On August 13, 2006, a Pittsburgh Post-Gazette editorial pointed out that we know few details of the plot. On August 15, 2006, Barry Grey reported at WSWS.org that “[f]ive days after UK authorities arrested 24 British-born Muslims and announced that they and their American counterparts had thwarted a plot to blow up trans-Atlantic flights from London to the US, neither the British nor the American government has produced any facts to substantiate their dire claims.
“No details of the supposed plot have been provided, and no hard evidence that would justify the arrest of so many people or the imposition of chilling security measures that had wreaked havoc at airports in the US and Britain,” Grey wrote.
Details… sort of
“None of the alleged terrorists had made a bomb. None had bought a plane ticket. Many did not even have passports, which given the efficiency of the UK Passport Agency would mean they couldn’t be a plane bomber for quite some time,” UK writer and broadcaster Craig Murray. wrote on August 14, 2006.

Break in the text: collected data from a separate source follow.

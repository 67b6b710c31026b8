use sea_orm::entity::prelude::*;
use serde::{Deserialize, Serialize};

#[derive(Clone, Debug, PartialEq, Eq, DeriveEntityModel, Serialize, Deserialize)]
#[sea_orm(table_name = "submission")]
pub struct Model {
    #[sea_orm(primary_key)]
    pub id: i32,
    pub assignment_id: i32,
    pub author_id: i32,
    pub timestamp: DateTime,
    #[sea_orm(column_type = "Text")]
    pub text: String,
    pub filename: Option<String>,
    #[serde(skip)]
    pub attachment: Option<Vec<u8>>,
}

#[derive(Copy, Clone, Debug, EnumIter, DeriveRelation)]
pub enum Relation {
    #[sea_orm(
        belongs_to = "super::assignment::Entity",
        from = "Column::AssignmentId",
        to = "super::assignment::Column::Id",
        on_update = "NoAction",
        on_delete = "Cascade"
    )]
    Assignment,
    #[sea_orm(
        belongs_to = "super::user::Entity",
        from = "Column::AuthorId",
        to = "super::user::Column::Id",
        on_update = "NoAction",
        on_delete = "Cascade"
    )]
    Author,
    #[sea_orm(has_many = "super::feedback::Entity")]
    Feedback,
}

impl Related<super::assignment::Entity> for Entity {
    fn to() -> RelationDef {
        Relation::Assignment.def()
    }
}

impl Related<super::user::Entity> for Entity {
    fn to() -> RelationDef {
        Relation::Author.def()
    }
}

impl Related<super::feedback::Entity> for Entity {
    fn to() -> RelationDef {
        Relation::Feedback.def()
    }
}

impl ActiveModelBehavior for ActiveModel {}
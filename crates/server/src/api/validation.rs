//! 表单校验。

use collegejump_api_types::FieldError;
use collegejump_core::domain::{
    AccountField, AccountFormContext, DomainError, Email, NewPassword, PersonName, SemesterId,
    UserId,
};
use sea_orm::ConnectionTrait;

use super::error::AppError;
use crate::repository::{SyllabusRepository, UserRepository};

/// 按字段收集校验错误。
#[derive(Debug, Default)]
pub struct FormErrors {
    errors: Vec<FieldError>,
}

impl FormErrors {
    pub fn new() -> Self {
        Self::default()
    }

    /// 记录失败原因并返回 `None`，成功时返回值本身。
    pub fn check<T>(&mut self, field: &str, result: Result<T, DomainError>) -> Option<T> {
        match result {
            Ok(value) => Some(value),
            Err(err) => {
                self.add(field, err.to_string());
                None
            }
        }
    }

    pub fn add(&mut self, field: &str, message: impl Into<String>) {
        self.errors.push(FieldError {
            field: field.to_string(),
            message: message.into(),
        });
    }

    pub fn is_empty(&self) -> bool {
        self.errors.is_empty()
    }

    pub fn finish(self) -> Result<(), AppError> {
        if self.errors.is_empty() {
            Ok(())
        } else {
            Err(AppError::Validation(self.errors))
        }
    }
}

/// 账户表单的原始输入。不在当前表单上下文中的字段为 `None`。
#[derive(Debug, Default)]
pub struct AccountInput {
    pub name: String,
    pub email: Option<String>,
    pub password: String,
    pub password_confirm: String,
    pub admin: Option<bool>,
    pub mentors: Option<String>,
    pub semesters: Option<String>,
}

/// 校验通过的账户字段。
#[derive(Debug)]
pub struct ValidAccount {
    pub name: PersonName,
    pub email: Option<Email>,
    pub password: Option<NewPassword>,
    pub admin: Option<bool>,
    pub mentors: Option<Vec<UserId>>,
    pub semesters: Option<Vec<SemesterId>>,
}

/// 校验账户表单，包括邮箱唯一性以及导师、学期是否存在。
///
/// `editing` 为正在编辑的账户；新建账户时为 `None`。
pub async fn validate_account<C: ConnectionTrait>(
    conn: &C,
    context: AccountFormContext,
    input: AccountInput,
    editing: Option<UserId>,
) -> Result<ValidAccount, AppError> {
    let mut errors = FormErrors::new();
    let users = UserRepository::new(conn);

    let name = errors.check("name", PersonName::new(input.name));

    let mut email = None;
    if let Some(raw) = input.email.filter(|_| context.has(AccountField::Email)) {
        if let Some(parsed) = errors.check("email", Email::parse(&raw)) {
            match users.find_by_email(&parsed).await? {
                Some(existing) if Some(existing.id) != editing => {
                    errors.add("email", "an account with this email already exists");
                }
                _ => email = Some(parsed),
            }
        }
    }

    let password = if context.requires_password() {
        errors
            .check(
                "password",
                NewPassword::new(&input.password, &input.password_confirm),
            )
            .map(Some)
    } else {
        errors.check(
            "password",
            NewPassword::optional(&input.password, &input.password_confirm),
        )
    };

    let mut mentors = None;
    if let Some(raw) = input.mentors.filter(|_| context.has(AccountField::Mentors)) {
        if let Some(emails) = errors.check("mentors", Email::parse_list(&raw)) {
            let mut ids = Vec::with_capacity(emails.len());
            for mentor_email in emails {
                match users.find_by_email(&mentor_email).await? {
                    Some(mentor) if Some(mentor.id) == editing => {
                        errors.add("mentors", "a user cannot mentor themselves");
                    }
                    Some(mentor) => ids.push(mentor.id),
                    None => errors.add("mentors", format!("no account with email {mentor_email}")),
                }
            }
            mentors = Some(ids);
        }
    }

    let mut semesters = None;
    if let Some(raw) = input.semesters.filter(|_| context.has(AccountField::Semesters)) {
        let syllabus = SyllabusRepository::new(conn);
        let mut ids = Vec::new();
        for part in raw.split(',').map(str::trim).filter(|part| !part.is_empty()) {
            let Ok(id) = part.parse::<SemesterId>() else {
                errors.add("semesters", DomainError::InvalidNumber(part.to_string()).to_string());
                continue;
            };
            if syllabus.find_semester(id).await?.is_some() {
                ids.push(id);
            } else {
                errors.add("semesters", format!("semester {id} does not exist"));
            }
        }
        semesters = Some(ids);
    }

    let admin = input.admin.filter(|_| context.has(AccountField::Admin));

    errors.finish()?;

    let (Some(name), Some(password)) = (name, password) else {
        return Err(AppError::field("name", "invalid account form"));
    };

    Ok(ValidAccount {
        name,
        email,
        password,
        admin,
        mentors,
        semesters,
    })
}
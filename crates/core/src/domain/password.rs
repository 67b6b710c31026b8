use std::fmt;

use super::DomainError;

#[derive(Clone, PartialEq, Eq)]
pub struct NewPassword(String);

impl NewPassword {
    pub const MIN_LEN: usize = 8;

    pub fn new(password: &str, confirmation: &str) -> Result<Self, DomainError> {
        if password.is_empty() {
            return Err(DomainError::Required);
        }
        if password.chars().count() < Self::MIN_LEN {
            return Err(DomainError::PasswordTooShort { min: Self::MIN_LEN });
        }
        if password != confirmation {
            return Err(DomainError::PasswordMismatch);
        }

        Ok(Self(password.to_string()))
    }

    pub fn optional(password: &str, confirmation: &str) -> Result<Option<Self>, DomainError> {
        if password.is_empty() && confirmation.is_empty() {
            return Ok(None);
        }
        Self::new(password, confirmation).map(Some)
    }

    pub fn expose(&self) -> &str {
        &self.0
    }
}

impl fmt::Debug for NewPassword {
    fn fmt(&self, f: &mut fmt::Formatter<'_>) -> fmt::Result {
        f.write_str("NewPassword(***)")
    }
}
use std::fmt;
use std::num::ParseIntError;
use std::str::FromStr;

macro_rules! define_id_type {
    ($name:ident) => {
        #[derive(Debug, Clone, Copy, PartialEq, Eq, PartialOrd, Ord, Hash)]
        pub struct $name(i32);

        impl $name {
            pub fn new(value: i32) -> Self {
                Self(value)
            }

            pub fn into_inner(self) -> i32 {
                self.0
            }
        }

        impl fmt::Display for $name {
            fn fmt(&self, f: &mut fmt::Formatter<'_>) -> fmt::Result {
                self.0.fmt(f)
            }
        }

        impl FromStr for $name {
            type Err = ParseIntError;

            fn from_str(s: &str) -> Result<Self, Self::Err> {
                s.trim().parse::<i32>().map(Self)
            }
        }

        impl From<i32> for $name {
            fn from(value: i32) -> Self {
                Self::new(value)
            }
        }

        impl From<$name> for i32 {
            fn from(value: $name) -> Self {
                value.into_inner()
            }
        }
    };
}

define_id_type!(UserId);
define_id_type!(SemesterId);
define_id_type!(WeekId);
define_id_type!(AssignmentId);
define_id_type!(SubmissionId);
define_id_type!(FeedbackId);
define_id_type!(DocumentId);
define_id_type!(AnnouncementId);

#[cfg(test)]
mod tests {
    use super::{SemesterId, UserId};

    #[test]
    fn user_id_can_roundtrip_from_string() {
        let id = UserId::new(42);
        let parsed: UserId = id
            .to_string()
            .parse()
            .expect("formatted user id should parse");

        assert_eq!(id, parsed);
    }

    #[test]
    fn semester_id_parse_tolerates_whitespace() {
        let parsed: SemesterId = " 7 ".parse().expect("padded id should parse");

        assert_eq!(parsed.into_inner(), 7);
        assert!("seven".parse::<SemesterId>().is_err());
    }
}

“In the absence of bombs and airline tickets, and in many cases passports, it could be pretty difficult to convince a jury beyond reasonable doubt that individuals intended to go through with suicide bombings, whatever rash stuff they may have bragged in internet chat rooms.
“What is more, many of those arrested had been under surveillance for over a year – like thousands of other British Muslims. And not just Muslims. Like me. Nothing from that surveillance had indicated the need for early arrests.”
“I’d be interested in the number of plotters who had passports. How could they even stage a dummy-run with no passports? And what bomb-making materials did they actually have? These seem like legitimate questions to me; the British authorities have produced no evidence so far. If the only evidence they have was from torturing someone in Pakistan, then they have nothing that can stand up in anything like a court. I wonder if this story is going to get more interesting. I wonder if Lieberman’s defeat [in the August 8, 2006, CT Democratic primary], the resilience of Hezbollah in Lebanon, and the emergence of a Hezbollah-style government in Iraq had any bearing on the decision by Bush and Blair to preempt the British police and order this alleged plot disabled. I wish I didn’t find these questions popping into my head. But the alternative is to trust the Bush administration,” Andrew Sullivan wrote August 16, 2006. “Been there. Done that. Learned my lesson,” Sullivan says.
“Airport security screeners scrambled to implement a new ban on all liquids and gels — from lip gloss and toothpaste to perfume and tequila — in carry-on luggage” and “airport maintenance crews were ordered to dump any confiscated items along with the rest of the garbage,” CNN reported August 11, 2006.
However, not all airports strictly followed the directive. An airport spokeswoman at Phoenix Sky Harbor International Airport said that the airport “planned to give 11 boxes of surrendered items to the city’s human services department, which will give the unopened bottles of shampoo, toothpaste and other items to homeless shelters” and Pennsylvania “state officials were considering pulling some discarded items for a state program that resells on eBay any items of value relinquished at airport security checkpoints,” CNN reported.
“Airline security is a joke,” Xymphora commented on August 15, 2006, “with the neanderthal screeners picking out the 90-year-old grandmothers for strip-searches, and the guards pouring all the chemicals, which supposedly explode on being mixed, into the same vats. Why can’t the terrorists soak their sweaters in one chemical, their shirts in another, and repair to the airplane bathrooms to soak themselves up an explosion when the two chemicals are mixed? Whether they actually do this or not, the politicians can continue to fool us as long as there is a reasonable reason to believe that there is anger in the world-wide Muslim community.”
A 2008 report in the Daily Mail stated that “Plastic Oasis and Lucozade bottles were to be used by the plotters to make their liquid bombs. A hypodermic syringe would be inserted into the base to draw out the drink and the bomb mixture would be injected in its place. A homemade detonator called hexamethylene triperoxide and also known as HMTD would be made from a mixture of household and commercial ingredients and disguised in AA batteries. Bulbs and wires would connect the bomb mixture with disposable cameras to trigger a charge to set it off.”